5. ADDITIONAL STOCK.
(a) Stockholder agrees that any additional shares of Common
Stock acquired by it or over which it acquires Beneficial Ownership, whether
pursuant to existing stock option agreements, warrants or otherwise, shall
be subject to the provisions of this Agreement. Stockholder Parent and Xx.
Xxxxx each agree that if it or he should acquire record or Beneficial
Ownership of any shares of Common Stock, the term Stockholder shall be deemed
to be modified to include it or him, as the case may be.

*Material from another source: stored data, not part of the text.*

//! One-shot relocation of freshly captured webcam images.
//!
//! The capture software drops images into a fixed folder. A sweep moves every
//! image created within the configured window into the group folder that was
//! touched most recently, i.e. the group currently working at the machine.

use log::{error, info, warn};
use std::fs;
use std::path::{Path, PathBuf};
use std::time::{Duration, SystemTime};

use crate::error::{IoContext, Result};
use crate::types::SWEEP_FORMATS;
use crate::utils::{has_extension, move_into};

pub const DEFAULT_MAX_AGE: Duration = Duration::from_secs(8 * 3600);

#[derive(Debug, Clone, PartialEq, Eq)]
pub struct SweepConfig {
    pub source_dir: PathBuf,
    pub target_base: PathBuf,
    pub max_age: Duration,
    pub extensions: Vec<String>,
}

impl SweepConfig {
    pub fn new(source_dir: impl Into<PathBuf>, target_base: impl Into<PathBuf>) -> Self {
        Self {
            source_dir: source_dir.into(),
            target_base: target_base.into(),
            max_age: DEFAULT_MAX_AGE,
            extensions: SWEEP_FORMATS.iter().map(|ext| ext.to_string()).collect(),
        }
    }

    pub fn with_max_age(mut self, max_age: Duration) -> Self {
        self.max_age = max_age;
        self
    }
}

#[derive(Debug, Clone, Default, PartialEq, Eq)]
pub struct SweepReport {
    pub target: Option<PathBuf>,
    pub moved: usize,
    pub failed: usize,
}

/// The subdirectory of `base` with the latest modification time
pub fn latest_subfolder(base: &Path) -> Result<Option<PathBuf>> {
    let mut latest: Option<(SystemTime, PathBuf)> = None;
    for entry in fs::read_dir(base).io_context("list groups", base)? {
        let entry = entry.io_context("list groups", base)?;
        let path = entry.path();
        if !path.is_dir() {
            continue;
        }
        let modified = entry
            .metadata()
            .and_then(|metadata| metadata.modified())
            .io_context("read modification time", &path)?;
        if latest.as_ref().map_or(true, |(time, _)| modified > *time) {
            latest = Some((modified, path));
        }
    }
    Ok(latest.map(|(_, path)| path))
}

fn created_at(path: &Path) -> std::io::Result<SystemTime> {
    let metadata = fs::metadata(path)?;
    metadata.created().or_else(|_| metadata.modified())
}

/// Move recent images from the capture folder into the latest group folder.
///
/// Per-file failures are logged and counted; only failing to list the
/// folders themselves aborts the sweep.
pub fn sweep_recent_images(config: &SweepConfig) -> Result<SweepReport> {
    let Some(target) = latest_subfolder(&config.target_base)? else {
        warn!(
            "No group folder found in {}",
            config.target_base.display()
        );
        return Ok(SweepReport::default());
    };

    let cutoff = SystemTime::now()
        .checked_sub(config.max_age)
        .unwrap_or(SystemTime::UNIX_EPOCH);
    let extensions: Vec<&str> = config.extensions.iter().map(String::as_str).collect();

    let mut report = SweepReport {
        target: Some(target.clone()),
        ..SweepReport::default()
    };
    let source_dir = &config.source_dir;
    for entry in fs::read_dir(source_dir).io_context("list captures", source_dir)? {
        let path = entry.io_context("list captures", source_dir)?.path();
        if !path.is_file() || !has_extension(&path, &extensions) {
            continue;
        }
        match created_at(&path) {
            Ok(created) if created >= cutoff => {}
            Ok(_) => continue,
            Err(e) => {
                error!("Failed to read creation time of {}: {}", path.display(), e);
                report.failed += 1;
                continue;
            }
        }

        match move_into(&path, &target) {
            Ok(_) => {
                info!("Moved {} to {}", path.display(), target.display());
                report.moved += 1;
            }
            Err(e) => {
                error!("Failed to move {}: {}", path.display(), e);
                report.failed += 1;
            }
        }
    }

    if report.moved == 0 {
        info!("No new images found.");
    } else {
        info!("Moved {} images in total", report.moved);
    }
    Ok(report)
}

(b) Stockholder Parent agrees that any additional shares of SRH Stock acquired
by it or over which it acquires Beneficial Ownership, whether pursuant to
existing stock option agreements, warrants or otherwise, shall be subject to the
provisions of this Agreement. Stockholder and Xx. Xxxxx. each agree that if it
or he should acquire record or beneficial ownership over any shares of SRH
Stock, the term Stockholder Parent shall be deemed to be modified to include it
or him, as the case may be.
6. IRREVOCABLE PROXY.
(a) (i) In furtherance of the agreements contained in
Section 3(a) of this Agreement, the Stockholder hereby irrevocably (to the
extent set forth herein) grants to, and appoints, Parent and JRH Bond, Group
Chairman of Parent, XX Xxxxxxx, Group Chief Executive Officer of Parent, and
XX Xxxxx, Group Finance Director of Parent, in their respective capacities as
officers of Parent, and any individual who shall hereafter succeed to any
such
office of Parent, and each of them individually, Stockholder's proxy and
attorney-if-fact (with full power of substitution), for and in the name, place
and stead of Stockholder, to vote all shares of Common Stock beneficially
owned
by Stockholder, or grant a consent or approval in respect of such shares, or
execute and deliver a proxy to vote such shares, (x) in favor of the Merger
and the Merger Agreement and approval of the terms thereof and each of the
other transactions contemplated by the Merger Agreement and (y) against any
Alternative Transaction or any other matter referred to in Section 3(a)(ii)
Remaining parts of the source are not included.